18F user experience (UX) designers join cross-functional teams to improve interactions between government agencies and the people they serve. The 18F UX Guide helps us get this job done. It’s a starting point for UX design at 18F: doing it, discussing it, and ensuring it’s done to a consistent level of quality.

What this guide is

Like our Content Guide, the 18F UX guide is written for our internal designers, but we hope it’s a useful reference for anyone. Our working assumptions for this guide include that 18F UX designers are expected to possess, among other things:

  • design research skills
  • the ability to skillfully navigate organizational relationships
  • the ability to deliver artifacts that guide development, like wireframes and prototypes

This guide includes information that may be new to the designers we hire (who may be new to government), and useful starting points for conversations with the people we work with (who may be new to UX design). For a more high-level take on UX see 18F’s methods. 18F staff should also consult our Handbook, New Hire README, Project Start Guide, and Before You Ship guide.

How to use this guide

We created this guide for our reference. It’s here for a refresher on ways to protect research participant privacy, or for quick access to UX-related templates, presentations, etc. You’re also welcome to read it from start to finish, of course.

This guide is divided into three sections:

If you have any suggestions or want to get involved, read our contributing page; find us on Slack in either #ux, #ux-guide, or #g-research; or create an issue in GitHub.

Reusing this guide in other organizations

As a work of the federal government, this project is in the public domain within the United States. Additionally, we waive copyright and related rights in the work worldwide through the CC0 1.0 Universal public domain dedication.

This guide is written for internal use and is shared in the spirit of open source. This guide is a product of what we’ve learned from doing UX research and design in government over the past few years, in collaboration with GSA’s Office of General Counsel, Privacy Office, PRA (Paperwork Reduction Act) Desk Officer, and our agency partners.
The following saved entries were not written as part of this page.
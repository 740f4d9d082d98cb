// Server configuration from environment variables

use std::time::Duration;

/// Runtime configuration, loaded from the environment with defaults that
/// suit local development.
#[derive(Debug, Clone)]
pub struct ServerConfig {
    /// HTTP bind address (BIND_ADDR)
    pub bind_addr: String,

    /// PostgreSQL URL (DATABASE_URL); in-memory stores when unset
    pub database_url: Option<String>,

    /// Reminder scan interval (SCHEDULER_INTERVAL_SECS)
    pub scheduler_interval: Duration,

    /// Sync replay lookback window (REPLAY_WINDOW_SECS)
    pub replay_window: Duration,

    /// Shared secret for the real-time handshake (SYNC_AUTH_TOKEN);
    /// unset means tokens are trusted as-is (development only)
    pub auth_token: Option<String>,

    /// Webhook delivery endpoint (WEBHOOK_ENDPOINT); channel disabled
    /// when unset
    pub webhook_endpoint: Option<String>,

    /// Comma-separated CORS origins (CORS_ALLOWED_ORIGINS)
    pub cors_origins: Vec<String>,
}

impl ServerConfig {
    pub fn from_env() -> Self {
        Self {
            bind_addr: std::env::var("BIND_ADDR").unwrap_or_else(|_| "0.0.0.0:9000".to_string()),
            database_url: std::env::var("DATABASE_URL").ok().filter(|s| !s.is_empty()),
            scheduler_interval: Duration::from_secs(env_u64("SCHEDULER_INTERVAL_SECS", 60)),
            replay_window: Duration::from_secs(env_u64("REPLAY_WINDOW_SECS", 3600)),
            auth_token: std::env::var("SYNC_AUTH_TOKEN").ok().filter(|s| !s.is_empty()),
            webhook_endpoint: std::env::var("WEBHOOK_ENDPOINT").ok().filter(|s| !s.is_empty()),
            cors_origins: std::env::var("CORS_ALLOWED_ORIGINS")
                .ok()
                .map(|s| {
                    s.split(',')
                        .map(|origin| origin.trim().to_string())
                        .filter(|origin| !origin.is_empty())
                        .collect()
                })
                .unwrap_or_default(),
        }
    }
}

fn env_u64(name: &str, default: u64) -> u64 {
    std::env::var(name)
        .ok()
        .and_then(|s| s.parse().ok())
        .unwrap_or(default)
}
Feel free to fork this guide on GitHub and personalize it for your organization; we trust you’ll change it in whatever ways best suit you. Also, if you have a suggestion, spot an error, or otherwise want to make constructive contribution to this guide, head over to our contributing page.

References

This guide draws on information from many resources. GSA cannot endorse these resources, or their respective authors. GSA employees interested in further reading can access an internal list of references.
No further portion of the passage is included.